Download “The patients Guide to Charcot Marie Tooth” here

Although physiotherapists (often called physios) cannot stop the progression of CMT, they can often spot a potential problem – like any stress you may be putting on other joints like your knees or hips – early enough so that it can be treated and, possibly, prevented. This can help prevent secondary weakness causing other problems.

American College of Sports Medicine, through its “Exercise is Medicine” (EIM) incorporate as objective the assessment of physical activity and exercise prescription as a standard clinical method for the prevention and treatment of disease. No doubt, the objectives described include patients with Charcot-Marie-Tooth (CMT).

Exercise and physical activity are safe and effective for children and adults with chronic diseases such as CMT. In fact, organizations like the American Medical Association, the Institute of Sports Medicine, the United States Department of Health and Human Services and the Office of the Surgeon General of the United States recognizes that children and adults with diseases and chronic disabilities should practice regularly exercise and physical activity.

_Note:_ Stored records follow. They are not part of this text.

pub mod health;
pub mod landing;

use axum::{
    extract::DefaultBodyLimit,
    routing::{get, post},
    Router,
};

use crate::admin::handlers as admin;
use crate::profile::handlers as profile;
use crate::state::AppState;

pub fn build_router(state: AppState) -> Router {
    let body_limit = state.config.max_upload_bytes;

    Router::new()
        .route("/", get(landing::landing_handler))
        .route("/health", get(health::health_handler))
        // Student profile screen
        .route(
            "/Users",
            get(profile::handle_get_profile).post(profile::handle_submit_profile),
        )
        .route("/api/v1/auth/student", post(profile::handle_student_sign_in))
        .route("/api/v1/auth/sign-out", post(profile::handle_sign_out))
        .route("/api/v1/profile/live", get(profile::handle_profile_live))
        // Admin dashboard screen
        .route("/Admin", get(admin::handle_dashboard))
        .route("/api/v1/auth/admin", post(admin::handle_admin_sign_in))
        .route("/api/v1/admin/export", get(admin::handle_export))
        .layer(DefaultBodyLimit::max(body_limit))
        .with_state(state)
}

#[cfg(test)]
mod tests {
    use axum::{
        body::{to_bytes, Body},
        http::{
            header::{CONTENT_DISPOSITION, CONTENT_TYPE, COOKIE, SET_COOKIE},
            Request, StatusCode,
        },
        response::Response,
    };
    use futures::StreamExt;
    use serde_json::{json, Value};
    use tower::ServiceExt;

    use super::*;
    use crate::state::testing::{memory_state, FakeIdentity};

    const BOUNDARY: &str = "collector-test-boundary";

    fn app() -> Router {
        build_router(memory_state(
            FakeIdentity::default()
                .with_student("tok-asha", "u1", "asha@college.edu")
                .with_password("dean@college.edu", "secret", "a1")
                .with_password("prof@college.edu", "secret", "a2"),
        ))
    }

    async fn send(app: &Router, request: Request<Body>) -> Response {
        app.clone().oneshot(request).await.unwrap()
    }

    async fn json_body(response: Response) -> Value {
        let bytes = to_bytes(response.into_body(), usize::MAX).await.unwrap();
        serde_json::from_slice(&bytes).unwrap()
    }

    fn post_json(uri: &str, body: Value) -> Request<Body> {
        Request::builder()
            .method("POST")
            .uri(uri)
            .header(CONTENT_TYPE, "application/json")
            .body(Body::from(body.to_string()))
            .unwrap()
    }

    fn get_with(uri: &str, cookie: &str) -> Request<Body> {
        Request::builder()
            .uri(uri)
            .header(COOKIE, cookie)
            .body(Body::empty())
            .unwrap()
    }

    fn session_cookie_of(response: &Response) -> String {
        let raw = response.headers().get(SET_COOKIE).unwrap().to_str().unwrap();
        raw.split(';').next().unwrap().to_string()
    }

    fn profile_form(fields: &[(&str, &str)], file: Option<(&str, &[u8])>, cookie: &str) -> Request<Body> {
        let mut body = Vec::new();
        for (name, value) in fields {
            body.extend_from_slice(
                format!(
                    "--{BOUNDARY}\r\nContent-Disposition: form-data; name=\"{name}\"\r\n\r\n{value}\r\n"
                )
                .as_bytes(),
            );
        }
        if let Some((filename, bytes)) = file {
            body.extend_from_slice(
                format!(
                    "--{BOUNDARY}\r\nContent-Disposition: form-data; name=\"resume\"; filename=\"{filename}\"\r\nContent-Type: application/pdf\r\n\r\n"
                )
                .as_bytes(),
            );
            body.extend_from_slice(bytes);
            body.extend_from_slice(b"\r\n");
        }
        body.extend_from_slice(format!("--{BOUNDARY}--\r\n").as_bytes());

        Request::builder()
            .method("POST")
            .uri("/Users")
            .header(CONTENT_TYPE, format!("multipart/form-data; boundary={BOUNDARY}"))
            .header(COOKIE, cookie)
            .body(Body::from(body))
            .unwrap()
    }

    async fn student_cookie(app: &Router) -> String {
        let response = send(app, post_json("/api/v1/auth/student", json!({"id_token": "tok-asha"}))).await;
        assert_eq!(response.status(), StatusCode::OK);
        session_cookie_of(&response)
    }

    async fn admin_cookie(app: &Router) -> String {
        let response = send(
            app,
            post_json(
                "/api/v1/auth/admin",
                json!({"email": "dean@college.edu", "password": "secret"}),
            ),
        )
        .await;
        assert_eq!(response.status(), StatusCode::OK);
        session_cookie_of(&response)
    }

    #[tokio::test]
    async fn test_landing_links_both_screens() {
        let response = send(&app(), Request::get("/").body(Body::empty()).unwrap()).await;
        assert_eq!(response.status(), StatusCode::OK);
        let bytes = to_bytes(response.into_body(), usize::MAX).await.unwrap();
        let html = String::from_utf8(bytes.to_vec()).unwrap();
        assert!(html.contains("href=\"/Users\""));
        assert!(html.contains("href=\"/Admin\""));
    }

    #[tokio::test]
    async fn test_health() {
        let response = send(&app(), Request::get("/health").body(Body::empty()).unwrap()).await;
        assert_eq!(json_body(response).await["status"], "ok");
    }

    #[tokio::test]
    async fn test_rejected_federated_sign_in() {
        let response = send(&app(), post_json("/api/v1/auth/student", json!({"id_token": "forged"}))).await;
        assert_eq!(response.status(), StatusCode::UNAUTHORIZED);
        assert_eq!(json_body(response).await["error"]["code"], "AUTHENTICATION_FAILED");
    }

    #[tokio::test]
    async fn test_profile_without_session_is_signed_out() {
        let response = send(&app(), Request::get("/Users").body(Body::empty()).unwrap()).await;
        assert_eq!(json_body(response).await["state"], "signed_out");
    }

    #[tokio::test]
    async fn test_new_student_must_attach_resume() {
        let app = app();
        let cookie = student_cookie(&app).await;

        let response = send(
            &app,
            profile_form(&[("name", "Asha"), ("branch", "CSE"), ("cgpa", "8.5")], None, &cookie),
        )
        .await;
        assert_eq!(response.status(), StatusCode::BAD_REQUEST);
    }

    #[tokio::test]
    async fn test_submit_requires_session() {
        let response = send(
            &app(),
            profile_form(&[("name", "Asha")], Some(("resume.pdf", b"%PDF")), "collector_session=nope"),
        )
        .await;
        assert_eq!(response.status(), StatusCode::UNAUTHORIZED);
    }

    #[tokio::test]
    async fn test_asha_submits_and_profile_is_prefilled() {
        let app = app();
        let cookie = student_cookie(&app).await;

        let response = send(
            &app,
            profile_form(
                &[("name", "Asha"), ("branch", "CSE"), ("cgpa", "8.5"), ("email", "spoof@x.com")],
                Some(("resume.pdf", b"%PDF-1.7")),
                &cookie,
            ),
        )
        .await;
        assert_eq!(response.status(), StatusCode::OK);
        let record = &json_body(response).await["record"];
        assert_eq!(record["uid"], "u1");
        assert_eq!(record["email"], "asha@college.edu");
        assert!(record["resumeURL"].as_str().unwrap().ends_with("resume.pdf"));

        let screen = json_body(send(&app, get_with("/Users", &cookie)).await).await;
        assert_eq!(screen["state"], "signed_in");
        let profile = &screen["profile"];
        assert_eq!(profile["existing"], true);
        assert_eq!(profile["name"], "Asha");
        assert_eq!(profile["branch"], "CSE");
        assert_eq!(profile["cgpa"], 8.5);
        assert_eq!(profile["id"], "u1");
        let builders = screen["resume_builders"].as_array().unwrap();
        assert_eq!(builders.len(), 4);
        assert_eq!(builders[0]["url"], "https://zety.com/");

        // Existing user: a new file is optional now.
        let response = send(
            &app,
            profile_form(&[("name", "Asha"), ("branch", "ECE"), ("cgpa", "8.7")], None, &cookie),
        )
        .await;
        assert_eq!(response.status(), StatusCode::OK);
        let record = &json_body(response).await["record"];
        assert_eq!(record["branch"], "ECE");
        assert!(record["resumeURL"].as_str().unwrap().ends_with("resume.pdf"));
    }

    #[tokio::test]
    async fn test_sign_out_clears_session() {
        let app = app();
        let cookie = student_cookie(&app).await;

        let response = send(
            &app,
            Request::post("/api/v1/auth/sign-out")
                .header(COOKIE, &cookie)
                .body(Body::empty())
                .unwrap(),
        )
        .await;
        assert_eq!(response.status(), StatusCode::NO_CONTENT);

        let screen = json_body(send(&app, get_with("/Users", &cookie)).await).await;
        assert_eq!(screen["state"], "signed_out");
    }

    #[tokio::test]
    async fn test_live_profile_sends_current_record_first() {
        let app = app();
        let cookie = student_cookie(&app).await;
        send(
            &app,
            profile_form(
                &[("name", "Asha"), ("branch", "CSE"), ("cgpa", "8.5")],
                Some(("resume.pdf", b"%PDF")),
                &cookie,
            ),
        )
        .await;

        let response = send(&app, get_with("/api/v1/profile/live", &cookie)).await;
        assert_eq!(response.status(), StatusCode::OK);
        let mut frames = response.into_body().into_data_stream();
        let first = frames.next().await.unwrap().unwrap();
        let text = String::from_utf8(first.to_vec()).unwrap();
        assert!(text.starts_with("event: record"));
        assert!(text.contains("\"name\":\"Asha\""));
    }

    #[tokio::test]
    async fn test_admin_gate() {
        let app = app();

        let response = send(&app, Request::get("/Admin").body(Body::empty()).unwrap()).await;
        assert_eq!(response.status(), StatusCode::UNAUTHORIZED);

        let student = student_cookie(&app).await;
        let response = send(&app, get_with("/Admin", &student)).await;
        assert_eq!(response.status(), StatusCode::FORBIDDEN);

        let response = send(
            &app,
            post_json(
                "/api/v1/auth/admin",
                json!({"email": "prof@college.edu", "password": "secret"}),
            ),
        )
        .await;
        assert_eq!(response.status(), StatusCode::FORBIDDEN);

        let response = send(
            &app,
            post_json(
                "/api/v1/auth/admin",
                json!({"email": "dean@college.edu", "password": "wrong"}),
            ),
        )
        .await;
        assert_eq!(response.status(), StatusCode::UNAUTHORIZED);
    }

    #[tokio::test]
    async fn test_admin_session_cannot_submit_a_profile() {
        let app = app();
        let admin = admin_cookie(&app).await;

        let response = send(
            &app,
            profile_form(
                &[("name", "Dean"), ("branch", "CSE"), ("cgpa", "9.9")],
                Some(("cv.pdf", b"%PDF")),
                &admin,
            ),
        )
        .await;
        assert_eq!(response.status(), StatusCode::FORBIDDEN);

        let view = json_body(send(&app, get_with("/Admin", &admin)).await).await;
        assert_eq!(view["total_loaded"], 0);
    }

    #[tokio::test]
    async fn test_admin_dashboard_and_export() {
        let app = app();
        let student = student_cookie(&app).await;
        send(
            &app,
            profile_form(
                &[("name", "Asha"), ("branch", "CSE"), ("cgpa", "8.5")],
                Some(("resume.pdf", b"%PDF")),
                &student,
            ),
        )
        .await;

        let admin = admin_cookie(&app).await;
        let view = json_body(send(&app, get_with("/Admin?search=ASHA&page_size=5", &admin)).await).await;
        assert_eq!(view["total_loaded"], 1);
        assert_eq!(view["total_filtered"], 1);
        assert_eq!(view["page_size"], 5);
        assert_eq!(view["rows"][0]["name"], "Asha");
        assert_eq!(view["rows"][0]["id"], "u1");
        assert_eq!(view["rows"][0]["id"], view["rows"][0]["uid"]);

        let view = json_body(send(&app, get_with("/Admin?search=nobody", &admin)).await).await;
        assert_eq!(view["total_filtered"], 0);
        assert_eq!(view["rows"].as_array().unwrap().len(), 0);

        let response = send(&app, get_with("/api/v1/admin/export", &admin)).await;
        assert_eq!(response.status(), StatusCode::OK);
        assert_eq!(
            response.headers().get(CONTENT_DISPOSITION).unwrap(),
            "attachment; filename=\"students_data.xlsx\""
        );
        let bytes = to_bytes(response.into_body(), usize::MAX).await.unwrap();
        assert_eq!(&bytes[..2], b"PK");
    }

    #[tokio::test]
    async fn test_export_with_no_records() {
        let app = app();
        let admin = admin_cookie(&app).await;
        let response = send(&app, get_with("/api/v1/admin/export", &admin)).await;
        assert_eq!(response.status(), StatusCode::OK);
    }

    #[tokio::test]
    async fn test_dashboard_rejects_unknown_page_size() {
        let app = app();
        let admin = admin_cookie(&app).await;
        let response = send(&app, get_with("/Admin?page_size=7", &admin)).await;
        assert_eq!(response.status(), StatusCode::BAD_REQUEST);
    }
}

Download “The patients Guide to Charcot Marie Tooth” here


Below are some frequently asked questions about exercise and physical activity for patients with CMT:

1. Who should do exercise?

Both children and adults can do, should practice regular physical activity and exercise.

2. How much physical activity and what types of exercises should be performed?

Children with CMT should carry out activities and aerobics, balance, muscle and bone strength at least one hour of exercise or physical activity per day.

As the CMT is a motor and sensory neuropathy, it is important to recognize individual limitations in order to minimize the possibility of injury. In most cases, motor control and sensory awareness of the ankle and foot are limited. Under these circumstances, the activities that involve running and jumping – or other activities in which the feet leave the ground continuously or intermittently – perhaps are unsafe.

They could be considered another kind of exercises and activities, including:

  • riding a bicycle;
  • swimming;
  • Resistance exercises (where children use their own body weight, elastic bands, machine and hand weights);
  • certain martial arts (such as tai chi).

Download “The patients Guide to Charcot Marie Tooth” here

Furthermore, it should encourage children with CMT to participate in appropriate forms of play. Adults with CMT should also be involved in some aerobic exercises and muscle and bone strength.

It is recommended to practice 150 minutes of physical activity and aerobic exercise per week. This activity should be done in periods of moderate physical activity. The exercises and activities of bone and muscle strengthening should be practiced at least two days a week.

Some examples of activities and exercises with less impact are:

  • stationary bikes, tandem and semihorizontales, elliptical machines, rowing machines;
  • swimming;
  • aerobics;
  • vigorous gardening (with components such as digging and lifting);
  • Housework (eg sweeping, washing and putting away groceries);
  • Resistance exercises (with bands, machines, dumbbells and / or resistance exercises body weight);
  • yoga;
  • Tai Chi.

Adult patients with CMT should avoid inactivity. Therefore, practice a little physical activity is better than doing nothing.